Голос, распевающий под деревьями. Громко хлопающее окно. Миссис Гау в сиреневом наряде. Жилы у нее на руке, если она, подняв, закинет ее назад, наверное, с треском лопнут, как кукурузные зерна. Вот уж не думал, что у толстозадого очкарика Гау такая ослепительная жена. Драгоценность, откопанная в мертвой точке Куинса. Со свежим запахом мыла и еле заметным гардений.
— Мне так неудобно перед вами, мистер Кристиан. Прошу вас, не воспринимайте Говарда слишком всерьез. Хотите чего-нибудь.
— О, уверяю вас, я прекрасно себя чувствую, спасибо.
— Какое там прекрасно, давайте уж признаемся в этом друг другу. Как такое может понравиться. И самое печальное, Говард действительно думает то, что говорит. Он в самом деле негодует на вас. Я не в состоянии этого понять. Тем более, что он так много о вас рассказывает.
— Я его понимаю, миссис Гау.
— Ваша неизменная вежливость очень мила. Но вечер все-таки получился какой-то безобразный.
— С ним там ничего не случится.
— Да нет, ему всего-то нужно тридцать ярдов пройти. Разве что ногу сломает в детской песочнице. Или полицейский, который там стоит, пристрелит его. Хотите свежего кофе. К вашему коньяку.
— Это было бы замечательно.
— Вы ведь, наверное, не знаете, что Говард немного попивает. В университете он считался очень умным студентом.
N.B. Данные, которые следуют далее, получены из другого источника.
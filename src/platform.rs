//! Chat-platform collaborators consumed by the core.
//!
//! The economy, income scheduler and music notifications only need a handful of
//! gateway primitives. Keeping them behind traits lets the core run against
//! in-memory fakes in tests and against serenity in production.

use crate::errors::Result;
use async_trait::async_trait;

/// Sends plain text messages to a channel.
#[async_trait]
pub trait ChannelMessenger: Send + Sync {
    async fn send_message(&self, channel_id: u64, content: &str) -> Result<()>;
}

/// Read and write access to guild role membership.
#[async_trait]
pub trait MemberDirectory: Send + Sync {
    /// User ids of every current member holding `role_id`.
    async fn role_members(&self, guild_id: u64, role_id: u64) -> Result<Vec<u64>>;

    /// Role ids currently held by a member.
    async fn member_roles(&self, guild_id: u64, user_id: u64) -> Result<Vec<u64>>;

    /// Grants a role to a member.
    async fn add_role(&self, guild_id: u64, user_id: u64, role_id: u64) -> Result<()>;
}
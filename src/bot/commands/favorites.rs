//! Favorite song commands - save, list, remove and play favorites.

// Inner module to suppress missing_docs warnings for poise macro-generated code
mod inner {
    #![allow(missing_docs)]

    use crate::{
        bot::{Context, commands::enqueue_reply, handlers::autocomplete, invoker},
        core::favorites::{self, MAX_FAVORITES},
        errors::Result,
        music::track::format_length,
    };
    use std::fmt::Write as _;

    /// Your favorite songs.
    #[poise::command(
        slash_command,
        guild_only,
        subcommands(
            "favorites_add",
            "favorites_remove",
            "favorites_list",
            "favorites_play"
        )
    )]
    pub async fn favorites(ctx: Context<'_>) -> Result<()> {
        ctx.say(
            "Favorite songs. Available subcommands:\n\
            `/favorites add` - Save the song that is playing\n\
            `/favorites remove` - Forget a song\n\
            `/favorites list` - Show your songs\n\
            `/favorites play` - Queue all of your songs",
        )
        .await?;
        Ok(())
    }

    /// Saves the song that is playing right now.
    #[poise::command(slash_command, guild_only, rename = "add")]
    pub async fn favorites_add(ctx: Context<'_>) -> Result<()> {
        let invoker = invoker(ctx)?;
        let now = ctx.data().registry.now_playing(invoker).await?;

        let saved =
            favorites::add_favorite(&ctx.data().database, invoker.user_id, now.track.to_favorite())
                .await?;
        ctx.say(format!(
            "⭐ Saved **{}** ({}/{MAX_FAVORITES})",
            now.track.title(),
            saved.len()
        ))
        .await?;
        Ok(())
    }

    #[poise::command(slash_command, rename = "remove")]
    pub async fn favorites_remove(
        ctx: Context<'_>,
        #[description = "Title of the song"]
        #[autocomplete = "autocomplete::autocomplete_favorite"]
        title: String,
    ) -> Result<()> {
        let removed =
            favorites::remove_favorite(&ctx.data().database, ctx.author().id.get(), &title)
                .await?;
        ctx.say(format!("🗑️ Removed **{}** from your favorites", removed.title))
            .await?;
        Ok(())
    }

    #[poise::command(slash_command, rename = "list")]
    pub async fn favorites_list(ctx: Context<'_>) -> Result<()> {
        let saved = favorites::list_favorites(&ctx.data().database, ctx.author().id.get()).await?;
        if saved.is_empty() {
            ctx.say("You have no favorite songs yet. Use `/favorites add` while a song plays.")
                .await?;
            return Ok(());
        }

        let mut text = format!("**Your favorites** ({}/{MAX_FAVORITES})\n", saved.len());
        for (i, song) in saved.iter().enumerate() {
            writeln!(
                text,
                "`{}.` [{}]({}) by {} `[{}]`",
                i + 1,
                song.title,
                song.url,
                song.author,
                format_length(song.length)
            )?;
        }
        ctx.say(text).await?;
        Ok(())
    }

    /// Queues every favorite song in order.
    #[poise::command(slash_command, guild_only, rename = "play")]
    pub async fn favorites_play(ctx: Context<'_>) -> Result<()> {
        let invoker = invoker(ctx)?;
        ctx.defer().await?;
        let outcome = ctx.data().registry.play_favorites(invoker).await?;
        ctx.say(enqueue_reply(&outcome)).await?;
        Ok(())
    }
}

// Re-export all commands
pub use inner::*;
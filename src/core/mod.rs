//! Core business logic, independent of Discord.
//!
//! Functions take a database connection and plain ids so they can be exercised
//! from commands, background tasks and tests alike.

pub mod economy;
pub mod favorites;
pub mod gambling;
pub mod income;
pub mod music_settings;
pub mod shop;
Собственно, даже блестящим. И хотя у нас ни в чем нет недостатка, ему иногда кажется, что он растратил жизнь впустую.
— А вам здесь нравится, миссис Гау.
— Детям здесь хорошо. Но я бы, хотя это наверное и странно звучит, предпочла жить в гетто. Около десяти утра здешние места приобретают сходство с ледяной пустыней Антарктики. Но мужу ведь не расскажешь. Когда он, наконец, перестанет жаловаться на налоги. Что от этой сельской природы можно попросту спятить.
В волосах у нее переливается пламя свечей. Мерцающее в больших черных глазах. Подношу к носу коньяк. Сладкая спелость, бледность, золото, старина. Порожденье иной страны, называемой Франция. Лает собака. Гляжу на серебристую туфельку миссис Гау. На широкие ногти ерзающих пальцев стопы. Под лодыжкой, достойной антилопы.
— Можно задать вам по-настоящему личный вопрос, Корнелиус.
— Да.
— Хотя лучше не стоит, вам он может показаться сомнительным.
— О нет.
— Ну хорошо, тогда я спрошу. Меня это всегда интересовало. Может ли мертвая женщина, если она молода и красива. О господи, я не должна этого спрашивать.
— Спрашивайте.
— Ну так вот, если она лежит в покойницкой на столе, может ли она возбудить мужчину.